**WHAT TO DO:** Two lines mark the range in the entries below: the one holding "use chrono::Utc;" and the one holding "pub fn into_result(self)". Set down those two and all lines between them, exactly.

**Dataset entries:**

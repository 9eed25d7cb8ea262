//! Enclave - Boundary enforcement and visual containment for declarative
//! SVG scenes.
//!
//! A scene is a tree of typed nodes (boundaries, shapes, sprites, text, raw
//! markup) plus ports, connectors, and animated flows. Rendering is a
//! two-pass pipeline: the validate pass corrects out-of-bounds nodes
//! according to each boundary's policy and records diagnostics; the paint
//! pass derives clip and mask regions and emits SVG markup.

pub mod config;
pub mod containment;
pub mod enforce;
pub mod port;
pub mod render;
pub mod report;

mod error;
mod export;
mod index;

pub use enclave_core::{color, diagnostic, draw, geometry, scene};

pub use error::EnclaveError;

use chrono::{DateTime, Utc};
use log::{debug, info, trace};

use config::AppConfig;
use containment::Containment;
use enforce::EnforcementResult;
use render::{RenderOutput, Validated};
use report::{AutoFixSuggestion, DiagnosticReport};
use scene::Scene;

/// Entry point for validating, reporting on, and rendering scenes.
///
/// # Examples
///
/// ```rust
/// use enclave::{SceneRenderer, config::AppConfig, scene::Scene};
///
/// let scene = Scene::from_json(r#"{ "id": "empty" }"#)
///     .expect("Failed to parse scene");
///
/// let renderer = SceneRenderer::new(AppConfig::default());
/// let output = renderer.render_with_diagnostics(&scene);
///
/// assert!(output.diagnostics.is_empty());
/// assert!(output.markup.contains("<svg"));
/// ```
#[derive(Debug, Default)]
pub struct SceneRenderer {
    config: AppConfig,
}

impl SceneRenderer {
    /// Create a new renderer with the given configuration.
    ///
    /// # Examples
    ///
    /// ```rust
    /// use enclave::{SceneRenderer, config::{AppConfig, RenderConfig, StyleConfig}};
    ///
    /// let config = AppConfig::new(
    ///     RenderConfig::default().with_corridor_width(24.0),
    ///     StyleConfig::default(),
    /// );
    /// let renderer = SceneRenderer::new(config);
    /// ```
    pub fn new(config: AppConfig) -> Self {
        Self { config }
    }

    pub fn config(&self) -> &AppConfig {
        &self.config
    }

    /// Runs the validate pass only.
    ///
    /// The input scene is never modified; corrections are applied to the
    /// copy in the returned [`EnforcementResult`].
    pub fn enforce(&self, scene: &Scene) -> EnforcementResult {
        debug!(scene_id = scene.id.as_str(); "Enforcing boundaries");
        let result = enforce::enforce(scene);
        trace!(diagnostics:? = result.diagnostics; "Enforcement diagnostics");
        result
    }

    /// Runs the validate pass, keeping its state for painting and reporting.
    pub fn validate(&self, scene: &Scene) -> Validated {
        debug!(scene_id = scene.id.as_str(); "Validating scene");
        Validated::new(scene)
    }

    /// Renders a scene to SVG markup, discarding diagnostics.
    ///
    /// Rendering never fails: violations are corrected or painted under a
    /// clip, and unresolved references are omitted.
    pub fn render(&self, scene: &Scene) -> String {
        self.render_with_diagnostics(scene).markup
    }

    /// Renders a scene to SVG markup together with the validate pass
    /// diagnostics.
    ///
    /// # Examples
    ///
    /// ```rust
    /// use enclave::{SceneRenderer, scene::Scene};
    ///
    /// let scene = Scene::from_json(r#"{
    ///     "id": "demo",
    ///     "nodes": [{
    ///         "kind": "boundary", "id": "vpc",
    ///         "at": { "x": 0, "y": 0 }, "size": { "width": 100, "height": 100 },
    ///         "policy": { "mode": "strict", "overflow": "clip" },
    ///         "children": [{
    ///             "kind": "shape", "id": "db",
    ///             "at": { "x": 90, "y": 10 }, "size": { "width": 20, "height": 20 }
    ///         }]
    ///     }]
    /// }"#).expect("Failed to parse scene");
    ///
    /// let output = SceneRenderer::default().render_with_diagnostics(&scene);
    ///
    /// assert_eq!(output.summary.errors, 1);
    /// assert!(output.markup.contains(r#"clip-path="url(#clip-vpc)""#));
    /// ```
    pub fn render_with_diagnostics(&self, scene: &Scene) -> RenderOutput {
        info!(scene_id = scene.id.as_str(); "Rendering scene");
        let validated = self.validate(scene);
        let markup = validated.paint(&self.config);
        let result = validated.into_result();

        info!(
            errors = result.summary.errors,
            warnings = result.summary.warnings;
            "Scene rendered"
        );
        RenderOutput {
            markup,
            diagnostics: result.diagnostics,
            summary: result.summary,
        }
    }

    /// Builds a diagnostic report stamped with the current time.
    pub fn report(&self, scene: &Scene) -> DiagnosticReport {
        self.report_at(scene, Utc::now())
    }

    /// Builds a diagnostic report with a fixed timestamp.
    pub fn report_at(&self, scene: &Scene, timestamp: DateTime<Utc>) -> DiagnosticReport {
        let result = self.enforce(scene);
        report::build_report(scene, &result, timestamp)
    }

    /// Derives the clip and mask regions of a validated scene.
    pub fn containment(&self, result: &EnforcementResult) -> Containment {
        containment::collect_containment(result, &self.config)
    }
}

/// Runs the validate pass on `scene`.
pub fn enforce(scene: &Scene) -> EnforcementResult {
    SceneRenderer::default().enforce(scene)
}

/// Renders `scene` with the default configuration.
pub fn render(scene: &Scene) -> String {
    SceneRenderer::default().render(scene)
}

/// Renders `scene` with the default configuration, keeping diagnostics.
pub fn render_with_diagnostics(scene: &Scene) -> RenderOutput {
    SceneRenderer::default().render_with_diagnostics(scene)
}

/// Validates `scene` and builds its report, stamped with the current time.
pub fn report(scene: &Scene) -> DiagnosticReport {
    report::report(scene)
}

/// Validates `scene` and builds its report with a fixed timestamp.
pub fn report_at(scene: &Scene, timestamp: DateTime<Utc>) -> DiagnosticReport {
    report::report_at(scene, timestamp)
}

/// Returns a copy of `scene` with every high-confidence suggestion applied.
pub fn apply_auto_fixes(scene: &Scene, suggestions: &[AutoFixSuggestion]) -> Scene {
    report::apply_auto_fixes(scene, suggestions)
}

/// Derives clip and mask regions with the default configuration.
pub fn collect_containment(result: &EnforcementResult) -> Containment {
    containment::collect_containment(result, &AppConfig::default())
}
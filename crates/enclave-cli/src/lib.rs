//! CLI logic for the Enclave scene renderer.
//!
//! This module reads a scene document, renders it, and writes the requested
//! outputs. Containment diagnostics do not fail a run; they are returned to
//! the caller, which decides how to report them.

pub mod error_adapter;

mod args;
mod config;

pub use args::Args;

use std::fs;

use log::{debug, info};

use enclave::{
    EnclaveError, SceneRenderer, apply_auto_fixes,
    diagnostic::{Diagnostic, DiagnosticSummary},
    scene::Scene,
};

/// Run the Enclave CLI application
///
/// Renders the input scene to the output SVG file and, when requested,
/// writes the diagnostic report and the auto-fixed scene.
///
/// # Errors
///
/// Returns `EnclaveError` for:
/// - File I/O errors
/// - Configuration loading errors
/// - Scene or report JSON errors
pub fn run(args: &Args) -> Result<Vec<Diagnostic>, EnclaveError> {
    info!(
        input_path = args.input,
        output_path = args.output;
        "Processing scene"
    );

    let app_config = config::load_config(args.config.as_ref())?;

    let source = fs::read_to_string(&args.input)?;
    let scene = Scene::from_json(&source)?;
    debug!(scene_id = scene.id; "Scene parsed");

    let renderer = SceneRenderer::new(app_config);
    let validated = renderer.validate(&scene);

    fs::write(&args.output, validated.paint(renderer.config()))?;
    info!(output_file = args.output; "SVG exported successfully");

    if args.report.is_some() || args.fix.is_some() {
        let report = validated.report(&scene);

        if let Some(path) = &args.report {
            fs::write(path, report.to_json()?)?;
            info!(report_file = path; "Report written");
        }

        if let Some(path) = &args.fix {
            let fixed = apply_auto_fixes(&scene, &report.suggestions);
            fs::write(path, fixed.to_json()?)?;
            info!(fixed_file = path, suggestions = report.suggestions.len(); "Fixed scene written");
        }
    }

    Ok(validated.into_result().diagnostics)
}

/// Whether a finished run should exit with a failure status.
pub fn should_fail(args: &Args, diagnostics: &[Diagnostic]) -> bool {
    args.deny_errors && DiagnosticSummary::from_diagnostics(diagnostics).has_errors()
}
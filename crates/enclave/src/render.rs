//! The two-pass render: validate, then paint.
//!
//! [`Validated`] is the only state between the passes. It is created by
//! running enforcement and consumed (or borrowed) by the paint pass; nothing
//! survives the call.

use chrono::Utc;
use log::info;

use enclave_core::{
    diagnostic::{Diagnostic, DiagnosticSummary},
    geometry::{Point, Rect},
    scene::{Node, Scene},
};

use crate::{
    config::AppConfig,
    enforce::{EnforcementResult, RectTable, enforce},
    export::svg::Svg,
    report::{DiagnosticReport, build_report},
};

/// A scene that has been through the validate pass.
#[derive(Debug, Clone)]
pub struct Validated {
    result: EnforcementResult,
}

impl Validated {
    /// Runs the validate pass.
    pub fn new(scene: &Scene) -> Self {
        Self {
            result: enforce(scene),
        }
    }

    pub fn result(&self) -> &EnforcementResult {
        &self.result
    }

    pub fn into_result(self) -> EnforcementResult {
        self.result
    }

    /// Runs the paint pass and returns the SVG markup.
    pub fn paint(&self, config: &AppConfig) -> String {
        let markup = Svg::new(config, &self.result).render_document().to_string();
        info!(bytes = markup.len(); "Scene painted");
        markup
    }

    /// Builds the diagnostic report of this pass, stamped with the current
    /// time. `scene` is the input the pass ran on.
    pub fn report(&self, scene: &Scene) -> DiagnosticReport {
        build_report(scene, &self.result, Utc::now())
    }
}

/// Markup together with the validate pass diagnostics.
#[derive(Debug, Clone, PartialEq)]
pub struct RenderOutput {
    pub markup: String,
    pub diagnostics: Vec<Diagnostic>,
    pub summary: DiagnosticSummary,
}

/// A node ready to paint, with its absolute rectangle.
#[derive(Debug, Clone, Copy)]
pub(crate) struct PaintItem<'a> {
    pub node: &'a Node,
    pub rect: Rect,
    /// Nearest enclosing boundary id; `None` for the scene root.
    pub container: Option<&'a str>,
    pub z: i32,
}

/// Flattens a scene into paint order.
///
/// Rectangles come from the validate pass; a node missing from `rects` falls
/// back to its `at` plus the parent origin. Items are stably sorted by `z`,
/// so declaration order breaks ties. A group adds its own `z` to its
/// children's.
pub(crate) fn flatten<'a>(scene: &'a Scene, rects: &RectTable) -> Vec<PaintItem<'a>> {
    fn visit<'a>(
        node: &'a Node,
        origin: Point,
        container: Option<&'a str>,
        z_base: i32,
        rects: &RectTable,
        items: &mut Vec<PaintItem<'a>>,
    ) {
        let z = z_base + node.z();
        let (Some(at), Some(size)) = (node.at(), node.size()) else {
            for child in node.children() {
                visit(child, origin, container, z, rects, items);
            }
            return;
        };

        let rect = rects
            .get(node.id())
            .unwrap_or_else(|| Rect::from_origin_size(origin.add_point(at), size));
        items.push(PaintItem {
            node,
            rect,
            container,
            z,
        });

        if let Node::Boundary(boundary) = node {
            for child in &boundary.children {
                visit(child, rect.origin(), Some(boundary.id.as_str()), 0, rects, items);
            }
        }
    }

    let mut items = Vec::new();
    for node in &scene.nodes {
        visit(node, Point::default(), None, 0, rects, &mut items);
    }
    items.sort_by_key(|item| item.z);
    items
}
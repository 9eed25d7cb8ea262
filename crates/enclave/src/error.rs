//! Error types for Enclave operations.
//!
//! Containment violations are reported as
//! [`Diagnostic`](enclave_core::diagnostic::Diagnostic) values and never show
//! up here. [`EnclaveError`] only covers the fallible edges around the
//! pipeline: reading documents, (de)serializing them, and configuration.

use std::io;

use thiserror::Error;

/// The main error type for Enclave operations.
#[derive(Debug, Error)]
pub enum EnclaveError {
    #[error("I/O error: {0}")]
    Io(#[from] io::Error),

    #[error("JSON error: {0}")]
    Json(#[from] serde_json::Error),

    #[error("Configuration error: {0}")]
    Config(String),
}
//! Configuration types for scene rendering.
//!
//! All types implement [`serde::Deserialize`] with defaults on every field,
//! so a partial TOML or JSON document is enough to override one setting.
//!
//! # Overview
//!
//! - [`AppConfig`] - Top-level configuration combining render and style settings.
//! - [`RenderConfig`] - Containment corridors, canvas margin, marker sizes.
//! - [`StyleConfig`] - Background color and default boundary radius.
//!
//! # Example
//!
//! ```
//! # use enclave::config::AppConfig;
//! let config = AppConfig::default();
//! assert!(config.render().corridors());
//! assert!(config.validate().is_ok());
//! ```

use serde::Deserialize;

use enclave_core::color::Color;

use crate::EnclaveError;

/// Top-level configuration combining render and style settings.
#[derive(Debug, Clone, Default, Deserialize)]
pub struct AppConfig {
    /// Render configuration section.
    #[serde(default)]
    render: RenderConfig,

    /// Style configuration section.
    #[serde(default)]
    style: StyleConfig,
}

impl AppConfig {
    /// Creates a new [`AppConfig`] from its two sections.
    pub fn new(render: RenderConfig, style: StyleConfig) -> Self {
        Self { render, style }
    }

    /// Returns the render configuration.
    pub fn render(&self) -> &RenderConfig {
        &self.render
    }

    /// Returns the style configuration.
    pub fn style(&self) -> &StyleConfig {
        &self.style
    }

    /// Checks values that deserialization alone cannot reject.
    ///
    /// # Errors
    ///
    /// Returns [`EnclaveError::Config`] for an unparsable background color or
    /// a negative size setting.
    pub fn validate(&self) -> Result<(), EnclaveError> {
        self.style.background_color()?;

        let render = &self.render;
        for (name, value) in [
            ("corridor_width", render.corridor_width),
            ("canvas_margin", render.canvas_margin),
            ("port_radius", render.port_radius),
            ("flow_radius", render.flow_radius),
            ("border_radius", self.style.border_radius),
        ] {
            if value < 0.0 {
                return Err(EnclaveError::Config(format!(
                    "`{name}` must not be negative, got {value}"
                )));
            }
        }
        Ok(())
    }
}

/// Settings for the containment and paint stages.
#[derive(Debug, Clone, Deserialize)]
#[serde(default)]
pub struct RenderConfig {
    /// Vertical padding added to corridor regions.
    corridor_width: f32,

    /// Space around the content extent when the scene has no explicit size.
    canvas_margin: f32,

    /// Whether cross-boundary connectors widen clip/mask regions.
    corridors: bool,

    port_radius: f32,

    flow_radius: f32,
}

impl Default for RenderConfig {
    fn default() -> Self {
        Self {
            corridor_width: 16.0,
            canvas_margin: 20.0,
            corridors: true,
            port_radius: 4.0,
            flow_radius: 5.0,
        }
    }
}

impl RenderConfig {
    pub fn corridor_width(&self) -> f32 {
        self.corridor_width
    }

    pub fn canvas_margin(&self) -> f32 {
        self.canvas_margin
    }

    pub fn corridors(&self) -> bool {
        self.corridors
    }

    pub fn port_radius(&self) -> f32 {
        self.port_radius
    }

    pub fn flow_radius(&self) -> f32 {
        self.flow_radius
    }

    /// Sets the corridor padding.
    pub fn with_corridor_width(mut self, width: f32) -> Self {
        self.corridor_width = width;
        self
    }

    /// Enables or disables corridor regions.
    pub fn with_corridors(mut self, enabled: bool) -> Self {
        self.corridors = enabled;
        self
    }

    /// Sets the canvas margin.
    pub fn with_canvas_margin(mut self, margin: f32) -> Self {
        self.canvas_margin = margin;
        self
    }
}

/// Visual styling configuration for rendered scenes.
///
/// A scene's own `background` takes precedence over the configured color.
#[derive(Debug, Clone, Deserialize)]
#[serde(default)]
pub struct StyleConfig {
    /// Default background color, as a CSS color string.
    background_color: Option<String>,

    /// Corner radius for boundaries that declare none.
    border_radius: f32,
}

impl Default for StyleConfig {
    fn default() -> Self {
        Self {
            background_color: None,
            border_radius: 8.0,
        }
    }
}

impl StyleConfig {
    /// Returns the parsed background [`Color`], or `None` if no color is configured.
    ///
    /// # Errors
    ///
    /// Returns [`EnclaveError::Config`] if the configured string is not a
    /// valid CSS color.
    pub fn background_color(&self) -> Result<Option<Color>, EnclaveError> {
        self.background_color
            .as_deref()
            .map(Color::new)
            .transpose()
            .map_err(|err| EnclaveError::Config(format!("invalid background color in config: {err}")))
    }

    pub fn border_radius(&self) -> f32 {
        self.border_radius
    }

    /// Sets the default background color.
    pub fn with_background_color(mut self, color: impl Into<String>) -> Self {
        self.background_color = Some(color.into());
        self
    }

    /// Sets the default boundary corner radius.
    pub fn with_border_radius(mut self, radius: f32) -> Self {
        self.border_radius = radius;
        self
    }
}

#[cfg(test)]
mod tests {
    use super::*;

    #[test]
    fn test_defaults() {
        let config = AppConfig::default();
        assert_eq!(config.render().corridor_width(), 16.0);
        assert_eq!(config.render().canvas_margin(), 20.0);
        assert!(config.render().corridors());
        assert_eq!(config.style().border_radius(), 8.0);
        assert!(config.style().background_color().unwrap().is_none());
    }

    #[test]
    fn test_partial_json_keeps_defaults() {
        let config: AppConfig =
            serde_json::from_str(r#"{ "render": { "corridors": false } }"#).unwrap();
        assert!(!config.render().corridors());
        assert_eq!(config.render().port_radius(), 4.0);
        assert_eq!(config.style().border_radius(), 8.0);
    }

    #[test]
    fn test_invalid_background_fails_validation() {
        let config = AppConfig::new(
            RenderConfig::default(),
            StyleConfig::default().with_background_color("nope"),
        );
        let err = config.validate().unwrap_err();
        assert!(matches!(err, EnclaveError::Config(_)));
        assert!(err.to_string().contains("nope"));
    }

    #[test]
    fn test_negative_setting_fails_validation() {
        let config = AppConfig::new(
            RenderConfig::default().with_corridor_width(-1.0),
            StyleConfig::default(),
        );
        assert!(config.validate().is_err());
    }
}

**REPLY:**
use chrono::Utc;
use log::info;

use enclave_core::{
    diagnostic::{Diagnostic, DiagnosticSummary},
    geometry::{Point, Rect},
    scene::{Node, Scene},
};

use crate::{
    config::AppConfig,
    enforce::{EnforcementResult, RectTable, enforce},
    export::svg::Svg,
    report::{DiagnosticReport, build_report},
};

/// A scene that has been through the validate pass.
#[derive(Debug, Clone)]
pub struct Validated {
    result: EnforcementResult,
}

impl Validated {
    /// Runs the validate pass.
    pub fn new(scene: &Scene) -> Self {
        Self {
            result: enforce(scene),
        }
    }

    pub fn result(&self) -> &EnforcementResult {
        &self.result
    }

    pub fn into_result(self) -> EnforcementResult {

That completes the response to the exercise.